Our focus on the effect of anti-hyperlipidemic drugs in the context of asthma progression was the result of several reports indicating that asthma progression with enhanced remodeling of the airways is associated with metabolic dysfunctions, such as obesity or hyperlipidemia, and dysregulation of the function of PPARs [18,49]. Fenofibrate is known as an agonist of PPARα, and its inhibitory effect on bronchial [23], lung [24,50], subretinal [51], and liver [52] fibrosis has been observed. However, little is known about the involvement of another type of peroxisome proliferator-activated receptor, PPARδ, in fibrosis-related processes, especially in asthma subepithelial fibrosis.

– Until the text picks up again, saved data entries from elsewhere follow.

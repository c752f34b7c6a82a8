//! Error types for pakket-util.

/// Errors produced by utility functions.
#[derive(Debug, thiserror::Error)]
pub enum UtilError {
    /// A version string is malformed.
    #[error("invalid version \"{version}\": {reason}")]
    InvalidVersion { version: String, reason: String },

    /// A version range expression is malformed.
    #[error("invalid version range \"{range}\": {reason}")]
    InvalidVersionRange { range: String, reason: String },

    /// Cannot determine the user's home directory.
    #[error("cannot determine home directory; set the HOME environment variable")]
    NoHomeDir,
}
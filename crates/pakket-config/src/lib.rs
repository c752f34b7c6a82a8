#![forbid(unsafe_code)]
//! Ambient restore settings loaded from `pakket.toml`.

pub mod settings;

pub use settings::{Settings, SettingsError};
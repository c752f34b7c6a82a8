#![forbid(unsafe_code)]
//! Cross-process diagnostic relay: an ordered single-consumer logging
//! queue, the structured line-oriented message format, the console-side
//! queue that serializes messages to stdout, and the host-side relay that
//! reconstructs them in the parent process.

pub mod console;
pub mod error;
pub mod events;
pub mod message;
pub mod queue;
pub mod relay;

pub use console::{BuildEngine, ConsoleLogger};
pub use error::LogError;
pub use events::{ErrorEvent, EventSink, EventSource, MessageEvent, WarningEvent};
pub use message::{Importance, LogMessage, LogMessageKind, Verbosity};
pub use queue::LoggingQueue;
pub use relay::{run_worker, CancellationToken, HostLogger, HostRelay, WorkerOutcome};
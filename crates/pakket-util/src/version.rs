//! Package version and version-range parsing.
//!
//! Ranges use interval notation: `1.2.3` is an inclusive minimum with no
//! upper bound, `[1.2.3]` is an exact pin, `[1.0,2.0)` is a half-open
//! interval. Download references require exact pins, checked via
//! [`VersionRange::is_exact`].

use std::fmt;

use serde::{Deserialize, Serialize};

use crate::error::UtilError;

/// A parsed package version: up to four dotted numeric parts plus an
/// optional pre-release label.
#[derive(Debug, Clone, PartialEq, Eq, Hash, Serialize, Deserialize)]
#[serde(try_from = "String", into = "String")]
pub struct Version {
    pub major: u64,
    pub minor: u64,
    pub patch: u64,
    pub revision: u64,
    pub pre: Option<String>,
}

impl Version {
    /// Build a plain three-part version.
    pub fn new(major: u64, minor: u64, patch: u64) -> Self {
        Version {
            major,
            minor,
            patch,
            revision: 0,
            pre: None,
        }
    }

    /// Parse a version string like `1.2.3`, `1.2`, or `1.2.3-beta1`.
    ///
    /// # Errors
    /// Returns an error if the string is empty, has more than four numeric
    /// parts, or contains a non-numeric part.
    pub fn parse(value: &str) -> Result<Self, UtilError> {
        let trimmed = value.trim();
        if trimmed.is_empty() {
            return Err(UtilError::InvalidVersion {
                version: value.to_owned(),
                reason: "empty version".to_owned(),
            });
        }

        let (numbers, pre) = match trimmed.split_once('-') {
            Some((numbers, pre)) if !pre.is_empty() => (numbers, Some(pre.to_owned())),
            Some(_) => {
                return Err(UtilError::InvalidVersion {
                    version: value.to_owned(),
                    reason: "empty pre-release label".to_owned(),
                })
            }
            None => (trimmed, None),
        };

        let mut parts = [0u64; 4];
        let mut count = 0;
        for part in numbers.split('.') {
            if count >= 4 {
                return Err(UtilError::InvalidVersion {
                    version: value.to_owned(),
                    reason: "more than four numeric parts".to_owned(),
                });
            }
            let parsed = part.parse::<u64>().map_err(|_| UtilError::InvalidVersion {
                version: value.to_owned(),
                reason: format!("\"{part}\" is not a number"),
            })?;
            if let Some(slot) = parts.get_mut(count) {
                *slot = parsed;
            }
            count += 1;
        }

        Ok(Version {
            major: parts[0],
            minor: parts[1],
            patch: parts[2],
            revision: parts[3],
            pre,
        })
    }
}

impl fmt::Display for Version {
    fn fmt(&self, f: &mut fmt::Formatter<'_>) -> fmt::Result {
        write!(f, "{}.{}.{}", self.major, self.minor, self.patch)?;
        if self.revision > 0 {
            write!(f, ".{}", self.revision)?;
        }
        if let Some(pre) = &self.pre {
            write!(f, "-{pre}")?;
        }
        Ok(())
    }
}

impl TryFrom<String> for Version {
    type Error = UtilError;

    fn try_from(value: String) -> Result<Self, Self::Error> {
        Version::parse(&value)
    }
}

impl From<Version> for String {
    fn from(version: Version) -> Self {
        version.to_string()
    }
}

/// A version range in interval notation.
///
/// The original expression is kept verbatim for serialization and error
/// messages.
#[derive(Debug, Clone, PartialEq, Eq, Serialize, Deserialize)]
#[serde(try_from = "String", into = "String")]
pub struct VersionRange {
    original: String,
    min: Option<Version>,
    min_inclusive: bool,
    max: Option<Version>,
    max_inclusive: bool,
}

impl VersionRange {
    /// The unbounded range, used when no version expression was supplied.
    pub fn all() -> Self {
        VersionRange {
            original: "(,)".to_owned(),
            min: None,
            min_inclusive: false,
            max: None,
            max_inclusive: false,
        }
    }

    /// Parse a range expression: a bare version (inclusive minimum), an
    /// exact pin `[1.2.3]`, or an interval like `[1.0,2.0)` where either
    /// bound may be omitted.
    ///
    /// # Errors
    /// Returns an error on mismatched brackets, more than two bounds, or a
    /// malformed bound version.
    pub fn parse(value: &str) -> Result<Self, UtilError> {
        let trimmed = value.trim();
        if trimmed.is_empty() {
            return Ok(VersionRange::all());
        }

        let starts_interval = trimmed.starts_with('[') || trimmed.starts_with('(');
        if !starts_interval {
            // Bare version: inclusive minimum, unbounded above.
            let min = Version::parse(trimmed)?;
            return Ok(VersionRange {
                original: trimmed.to_owned(),
                min: Some(min),
                min_inclusive: true,
                max: None,
                max_inclusive: false,
            });
        }

        let min_inclusive = trimmed.starts_with('[');
        let max_inclusive = trimmed.ends_with(']');
        if !max_inclusive && !trimmed.ends_with(')') {
            return Err(UtilError::InvalidVersionRange {
                range: value.to_owned(),
                reason: "interval does not end with ']' or ')'".to_owned(),
            });
        }

        let inner = trimmed
            .get(1..trimmed.len() - 1)
            .unwrap_or_default()
            .trim();

        let bounds: Vec<&str> = inner.split(',').collect();
        let (min_text, max_text) = match bounds.as_slice() {
            [single] => {
                // A single bound is only meaningful as an exact pin.
                if !(min_inclusive && max_inclusive) {
                    return Err(UtilError::InvalidVersionRange {
                        range: value.to_owned(),
                        reason: "a single-bound interval must use '[' and ']'".to_owned(),
                    });
                }
                (*single, *single)
            }
            [min, max] => (*min, *max),
            _ => {
                return Err(UtilError::InvalidVersionRange {
                    range: value.to_owned(),
                    reason: "more than two bounds".to_owned(),
                })
            }
        };

        let min = parse_bound(value, min_text)?;
        let max = parse_bound(value, max_text)?;

        Ok(VersionRange {
            original: trimmed.to_owned(),
            min,
            min_inclusive,
            max,
            max_inclusive,
        })
    }

    /// Whether this range pins a single version, e.g. `[1.2.3]`.
    pub fn is_exact(&self) -> bool {
        self.min_inclusive
            && self.max_inclusive
            && self.min.is_some()
            && self.min == self.max
    }

    /// The lower bound, if any.
    pub fn min(&self) -> Option<&Version> {
        self.min.as_ref()
    }

    /// The upper bound, if any.
    pub fn max(&self) -> Option<&Version> {
        self.max.as_ref()
    }

    /// The range expression as originally written.
    pub fn original(&self) -> &str {
        &self.original
    }
}

fn parse_bound(range: &str, text: &str) -> Result<Option<Version>, UtilError> {
    let trimmed = text.trim();
    if trimmed.is_empty() {
        return Ok(None);
    }
    let version = Version::parse(trimmed).map_err(|e| UtilError::InvalidVersionRange {
        range: range.to_owned(),
        reason: e.to_string(),
    })?;
    Ok(Some(version))
}

impl fmt::Display for VersionRange {
    fn fmt(&self, f: &mut fmt::Formatter<'_>) -> fmt::Result {
        f.write_str(&self.original)
    }
}

impl TryFrom<String> for VersionRange {
    type Error = UtilError;

    fn try_from(value: String) -> Result<Self, Self::Error> {
        VersionRange::parse(&value)
    }
}

impl From<VersionRange> for String {
    fn from(range: VersionRange) -> Self {
        range.original
    }
}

Several studies presented the anti-inflammatory effect of PPARδ activation by high-affinity ligands such as GW501516 and GW0742 in murine models of lipopolysaccharide (LPS)-mediated pulmonary inflammation [30,31]. In those studies, the concentrations of pro-inflammatory cytokines such as IL-6, IL-1β, TNFα, and granulocyte macrophage-colony stimulating factor (GM-CSF) in bronchial alveolar lavage fluid (BALF) and leukocyte recruitment into the lung tissue were significantly decreased. However, it has been shown that in the murine model of ovalbumin-induced asthma, GW501516 did not affect the airway inflammation measured by allergen-induced bronchoalveolar lavage eosinophil and lymphocyte influx [53]. In another study, GW0742 inhibited the proliferation of mouse or human lung fibroblasts [27]. Our results indicated a lack of a significant inhibitory effect of GW501516 at a concentration of 10 µM on the proliferation rate of HBFs and their viability after 4 days of culture. However, the lack of any data on the impact of PPARδ agonists on the myofibroblastic transition observed in the airways of asthmatic patients led us to investigate this phenomenon. Thus, this study fills this gap and remains the first report on the effect of the PPARδ agonist GW501516 on the FMT efficiency in populations of HBFs derived from asthmatic patients cultured in vitro.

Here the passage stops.